◆ Problem description:
Retype exactly, and only, the lines from the one that contains "mod navbar;" through the final line of the entries.

:: Extracted information ::

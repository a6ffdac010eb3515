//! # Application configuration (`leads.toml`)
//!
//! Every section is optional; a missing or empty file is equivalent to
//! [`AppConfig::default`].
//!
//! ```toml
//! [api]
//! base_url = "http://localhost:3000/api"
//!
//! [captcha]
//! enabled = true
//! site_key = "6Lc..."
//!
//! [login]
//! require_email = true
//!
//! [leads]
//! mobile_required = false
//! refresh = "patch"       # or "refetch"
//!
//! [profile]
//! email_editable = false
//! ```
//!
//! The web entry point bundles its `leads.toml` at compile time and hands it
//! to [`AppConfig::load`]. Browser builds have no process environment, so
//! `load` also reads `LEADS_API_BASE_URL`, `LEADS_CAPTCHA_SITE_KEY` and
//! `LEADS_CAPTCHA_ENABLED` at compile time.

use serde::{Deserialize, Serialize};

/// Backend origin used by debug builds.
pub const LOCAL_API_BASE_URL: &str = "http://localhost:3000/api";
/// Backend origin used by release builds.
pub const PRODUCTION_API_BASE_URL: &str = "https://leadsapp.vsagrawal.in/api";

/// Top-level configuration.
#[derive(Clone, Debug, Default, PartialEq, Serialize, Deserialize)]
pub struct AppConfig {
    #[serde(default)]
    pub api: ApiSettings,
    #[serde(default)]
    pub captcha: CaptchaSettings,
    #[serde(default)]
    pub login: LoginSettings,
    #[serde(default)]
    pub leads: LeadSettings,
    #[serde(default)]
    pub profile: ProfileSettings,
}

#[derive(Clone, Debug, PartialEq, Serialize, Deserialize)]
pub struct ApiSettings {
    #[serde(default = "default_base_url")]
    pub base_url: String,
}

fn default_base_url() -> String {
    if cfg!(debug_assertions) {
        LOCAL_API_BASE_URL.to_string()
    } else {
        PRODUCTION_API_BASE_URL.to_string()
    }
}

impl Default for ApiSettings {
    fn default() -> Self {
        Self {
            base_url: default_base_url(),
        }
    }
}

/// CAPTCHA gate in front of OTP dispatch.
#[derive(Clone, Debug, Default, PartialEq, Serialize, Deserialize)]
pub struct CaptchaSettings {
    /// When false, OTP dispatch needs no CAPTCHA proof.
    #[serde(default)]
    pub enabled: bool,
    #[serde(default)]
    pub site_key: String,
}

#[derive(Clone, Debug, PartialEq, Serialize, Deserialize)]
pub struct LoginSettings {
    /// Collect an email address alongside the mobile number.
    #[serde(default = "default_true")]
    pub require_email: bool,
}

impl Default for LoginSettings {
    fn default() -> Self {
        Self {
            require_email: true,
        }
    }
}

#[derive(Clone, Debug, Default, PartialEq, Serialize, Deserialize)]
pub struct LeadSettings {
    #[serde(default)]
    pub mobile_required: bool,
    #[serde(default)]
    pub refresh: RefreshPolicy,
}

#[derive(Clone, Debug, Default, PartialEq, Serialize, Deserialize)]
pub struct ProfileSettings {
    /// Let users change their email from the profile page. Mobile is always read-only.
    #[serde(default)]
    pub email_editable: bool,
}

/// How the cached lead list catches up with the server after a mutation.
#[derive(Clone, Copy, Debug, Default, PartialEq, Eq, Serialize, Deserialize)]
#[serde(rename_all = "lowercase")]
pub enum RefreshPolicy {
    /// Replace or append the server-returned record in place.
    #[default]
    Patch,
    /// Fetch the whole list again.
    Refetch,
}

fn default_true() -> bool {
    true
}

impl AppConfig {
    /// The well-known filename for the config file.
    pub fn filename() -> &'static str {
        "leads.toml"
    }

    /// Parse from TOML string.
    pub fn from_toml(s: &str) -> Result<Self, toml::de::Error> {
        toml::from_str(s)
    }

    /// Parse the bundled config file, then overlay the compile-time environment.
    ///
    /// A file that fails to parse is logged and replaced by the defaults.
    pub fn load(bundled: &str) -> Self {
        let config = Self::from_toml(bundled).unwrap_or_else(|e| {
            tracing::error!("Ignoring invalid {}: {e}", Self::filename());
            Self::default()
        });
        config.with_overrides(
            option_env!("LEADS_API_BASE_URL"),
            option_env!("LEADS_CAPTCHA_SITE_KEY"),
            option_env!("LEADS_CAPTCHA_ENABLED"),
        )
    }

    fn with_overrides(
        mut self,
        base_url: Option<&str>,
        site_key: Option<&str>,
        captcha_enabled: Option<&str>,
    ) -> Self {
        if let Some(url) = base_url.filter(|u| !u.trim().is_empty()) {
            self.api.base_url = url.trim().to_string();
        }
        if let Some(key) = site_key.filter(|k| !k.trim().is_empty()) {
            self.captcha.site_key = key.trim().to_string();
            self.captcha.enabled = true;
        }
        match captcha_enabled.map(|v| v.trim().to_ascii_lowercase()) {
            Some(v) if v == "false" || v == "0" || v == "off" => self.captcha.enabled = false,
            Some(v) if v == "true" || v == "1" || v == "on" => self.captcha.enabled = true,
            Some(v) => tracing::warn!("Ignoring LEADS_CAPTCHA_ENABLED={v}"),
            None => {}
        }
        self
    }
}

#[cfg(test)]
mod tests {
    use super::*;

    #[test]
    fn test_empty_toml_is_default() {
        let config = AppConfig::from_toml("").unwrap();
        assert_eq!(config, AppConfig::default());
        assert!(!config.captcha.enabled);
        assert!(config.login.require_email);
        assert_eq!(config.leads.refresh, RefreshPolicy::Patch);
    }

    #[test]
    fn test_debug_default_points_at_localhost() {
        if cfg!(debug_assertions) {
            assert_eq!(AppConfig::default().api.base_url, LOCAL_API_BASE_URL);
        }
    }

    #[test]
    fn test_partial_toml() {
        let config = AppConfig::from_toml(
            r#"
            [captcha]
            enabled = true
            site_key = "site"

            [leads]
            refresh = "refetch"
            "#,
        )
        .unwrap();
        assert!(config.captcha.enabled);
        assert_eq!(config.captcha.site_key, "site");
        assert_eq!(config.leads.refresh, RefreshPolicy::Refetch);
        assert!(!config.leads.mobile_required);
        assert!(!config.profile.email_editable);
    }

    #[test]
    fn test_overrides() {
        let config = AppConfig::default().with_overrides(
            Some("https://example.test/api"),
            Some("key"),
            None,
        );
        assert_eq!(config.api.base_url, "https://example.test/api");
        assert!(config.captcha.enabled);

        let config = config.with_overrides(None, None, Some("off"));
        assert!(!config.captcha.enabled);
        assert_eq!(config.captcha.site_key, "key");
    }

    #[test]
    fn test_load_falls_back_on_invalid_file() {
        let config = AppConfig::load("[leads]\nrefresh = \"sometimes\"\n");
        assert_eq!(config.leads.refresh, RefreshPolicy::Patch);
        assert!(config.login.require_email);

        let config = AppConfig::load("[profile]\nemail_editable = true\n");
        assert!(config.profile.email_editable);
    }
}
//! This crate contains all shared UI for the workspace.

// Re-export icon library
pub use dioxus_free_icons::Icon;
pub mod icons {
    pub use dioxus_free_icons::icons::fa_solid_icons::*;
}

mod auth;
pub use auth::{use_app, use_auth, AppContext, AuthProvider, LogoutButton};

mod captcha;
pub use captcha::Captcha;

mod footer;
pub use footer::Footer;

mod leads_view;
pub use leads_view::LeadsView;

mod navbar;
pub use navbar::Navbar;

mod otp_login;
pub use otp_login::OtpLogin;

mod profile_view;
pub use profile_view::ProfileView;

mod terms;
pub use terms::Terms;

:::

◆ Answer for the task:
mod navbar;
pub use navbar::Navbar;

mod otp_login;
pub use otp_login::OtpLogin;

mod profile_view;
pub use profile_view::ProfileView;

mod terms;
pub use terms::Terms;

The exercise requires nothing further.